YOUR TASK »
What follows is a set of records. Repeat them word for word.

DATA »
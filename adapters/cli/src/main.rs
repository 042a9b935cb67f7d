#![deny(
    unsafe_code,
    missing_docs,
    dead_code,
    unused_results,
    non_snake_case,
    unreachable_pub
)]

//! Command-line adapter that runs a headless Signal Maze session.
//!
//! The session drives the world the same way an interactive frontend would:
//! sweep the current perimeter ring open, let the training system ripen the
//! rooms, connect what finished, and tick until the ring completes.

use std::time::Duration;

use anyhow::{bail, Context};
use clap::Parser;

use signal_maze_core::{Command, Event, GridConfig, WELCOME_BANNER};
use signal_maze_system_training::{Config as TrainingConfig, Training};
use signal_maze_world::{apply, query, World};

const TICK: Duration = Duration::from_millis(100);
const MAX_ROUNDS_PER_RING: u32 = 64;

/// Arguments accepted by the Signal Maze session runner.
#[derive(Debug, Parser)]
#[command(name = "signal-maze", about = "Runs a headless Signal Maze session")]
struct Args {
    /// Perimeter rings to complete before exiting.
    #[arg(long, default_value_t = 3)]
    rings: u32,

    /// Rooms along each axis of the square world grid.
    #[arg(long, default_value_t = 20)]
    rooms_per_axis: i32,

    /// Training progress gained per simulated second.
    #[arg(long, default_value_t = 0.5)]
    training_rate: f32,

    /// Seed for deterministic door placement.
    #[arg(long)]
    door_seed: Option<u64>,
}

/// Entry point for the Signal Maze command-line session.
fn main() -> anyhow::Result<()> {
    let args = Args::parse();

    let mut config = GridConfig {
        rooms_per_axis: args.rooms_per_axis,
        ..GridConfig::default()
    };
    if let Some(seed) = args.door_seed {
        config.door_seed = seed;
    }
    let mut world = World::new(config).context("invalid grid configuration")?;
    if args.rings as i32 >= args.rooms_per_axis / 2 {
        bail!(
            "{} rings do not fit in a {} room grid",
            args.rings,
            args.rooms_per_axis
        );
    }
    let mut training = Training::new(TrainingConfig::new(args.training_rate));

    println!("{WELCOME_BANNER}");
    println!(
        "grid {}x{} rooms, completing {} rings",
        config.rooms_per_axis, config.rooms_per_axis, args.rings
    );

    for ring in 0..args.rings {
        let rounds = complete_ring(&mut world, &mut training, ring)?;
        println!(
            "ring {ring} completed after {rounds} rounds, signal {:.1}, next ring {}",
            query::signal_strength(&world),
            query::current_ring(&world),
        );
    }

    println!(
        "session finished inside ring {} with signal {:.1}",
        query::current_ring(&world),
        query::signal_strength(&world),
    );
    Ok(())
}

/// Runs generate/train/connect rounds until the given ring completes.
fn complete_ring(world: &mut World, training: &mut Training, ring: u32) -> anyhow::Result<u32> {
    for round in 1..=MAX_ROUNDS_PER_RING {
        let mut events = Vec::new();
        let mut cursor = 0;
        apply(world, Command::GeneratePerimeterRooms, &mut events);
        run_round(world, training, &mut events, &mut cursor);
        apply(world, Command::ConnectPerimeterRooms, &mut events);
        run_round(world, training, &mut events, &mut cursor);
        if events.contains(&Event::PerimeterCompleted { ring }) {
            return Ok(round);
        }
    }
    bail!("ring {ring} did not complete within {MAX_ROUNDS_PER_RING} rounds")
}

/// Advances the clock one tick, then feeds every event not yet seen through
/// the training system and applies whatever commands it produces.
fn run_round(
    world: &mut World,
    training: &mut Training,
    events: &mut Vec<Event>,
    cursor: &mut usize,
) {
    apply(world, Command::Tick { dt: TICK }, events);
    let mut commands = Vec::new();
    training.handle(&events[*cursor..], &mut commands);
    *cursor = events.len();
    for command in commands {
        apply(world, command, events);
    }
}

TASK OUTPUT »
filename adapters/cli/src/main.rs
repository 042a9b935cb67f7d
#![deny(
    unsafe_code,
    missing_docs,
    dead_code,
    unused_results,
    non_snake_case,
    unreachable_pub
)]

//! Command-line adapter that runs a headless Signal Maze session.
//!
//! The session drives the world the same way an interactive frontend would:
//! sweep the current perimeter ring open, let the training system ripen the
//! rooms, connect what finished, and tick until the ring completes.

use std::time::Duration;

use anyhow::{bail, Context};
use clap::Parser;

use signal_maze_core::{Command, Event, GridConfig, WELCOME_BANNER};
use signal_maze_system_training::{Config as TrainingConfig, Training};
use signal_maze_world::{apply, query, World};

const TICK: Duration = Duration::from_millis(100);
const MAX_ROUNDS_PER_RING: u32 = 64;

/// Arguments accepted by the Signal Maze session runner.
#[derive(Debug, Parser)]
#[command(name = "signal-maze", about = "Runs a headless Signal Maze session")]
struct Args {
    /// Perimeter rings to complete before exiting.
    #[arg(long, default_value_t = 3)]
    rings: u32,

    /// Rooms along each axis of the square world grid.
    #[arg(long, default_value_t = 20)]
    rooms_per_axis: i32,

    /// Training progress gained per simulated second.
    #[arg(long, default_value_t = 0.5)]
    training_rate: f32,

    /// Seed for deterministic door placement.
    #[arg(long)]
    door_seed: Option<u64>,
}

/// Entry point for the Signal Maze command-line session.
fn main() -> anyhow::Result<()> {
    let args = Args::parse();

    let mut config = GridConfig {
        rooms_per_axis: args.rooms_per_axis,
        ..GridConfig::default()
    };
    if let Some(seed) = args.door_seed {
        config.door_seed = seed;
    }
    let mut world = World::new(config).context("invalid grid configuration")?;
    if args.rings as i32 >= args.rooms_per_axis / 2 {
        bail!(
            "{} rings do not fit in a {} room grid",
            args.rings,
            args.rooms_per_axis
        );
    }
    let mut training = Training::new(TrainingConfig::new(args.training_rate));

    println!("{WELCOME_BANNER}");
    println!(
        "grid {}x{} rooms, completing {} rings",
        config.rooms_per_axis, config.rooms_per_axis, args.rings
    );

    for ring in 0..args.rings {
        let rounds = complete_ring(&mut world, &mut training, ring)?;
        println!(
            "ring {ring} completed after {rounds} rounds, signal {:.1}, next ring {}",
            query::signal_strength(&world),
            query::current_ring(&world),
        );
    }

    println!(
        "session finished inside ring {} with signal {:.1}",
        query::current_ring(&world),
        query::signal_strength(&world),
    );
    Ok(())
}

/// Runs generate/train/connect rounds until the given ring completes.
fn complete_ring(world: &mut World, training: &mut Training, ring: u32) -> anyhow::Result<u32> {
    for round in 1..=MAX_ROUNDS_PER_RING {
        let mut events = Vec::new();
        let mut cursor = 0;
        apply(world, Command::GeneratePerimeterRooms, &mut events);
        run_round(world, training, &mut events, &mut cursor);
        apply(world, Command::ConnectPerimeterRooms, &mut events);
        run_round(world, training, &mut events, &mut cursor);
        if events.contains(&Event::PerimeterCompleted { ring }) {
            return Ok(round);
        }
    }
    bail!("ring {ring} did not complete within {MAX_ROUNDS_PER_RING} rounds")
}

/// Advances the clock one tick, then feeds every event not yet seen through
/// the training system and applies whatever commands it produces.
fn run_round(
    world: &mut World,
    training: &mut Training,
    events: &mut Vec<Event>,
    cursor: &mut usize,
) {
    apply(world, Command::Tick { dt: TICK }, events);
    let mut commands = Vec::new();
    training.handle(&events[*cursor..], &mut commands);
    *cursor = events.len();
    for command in commands {
        apply(world, command, events);
    }
}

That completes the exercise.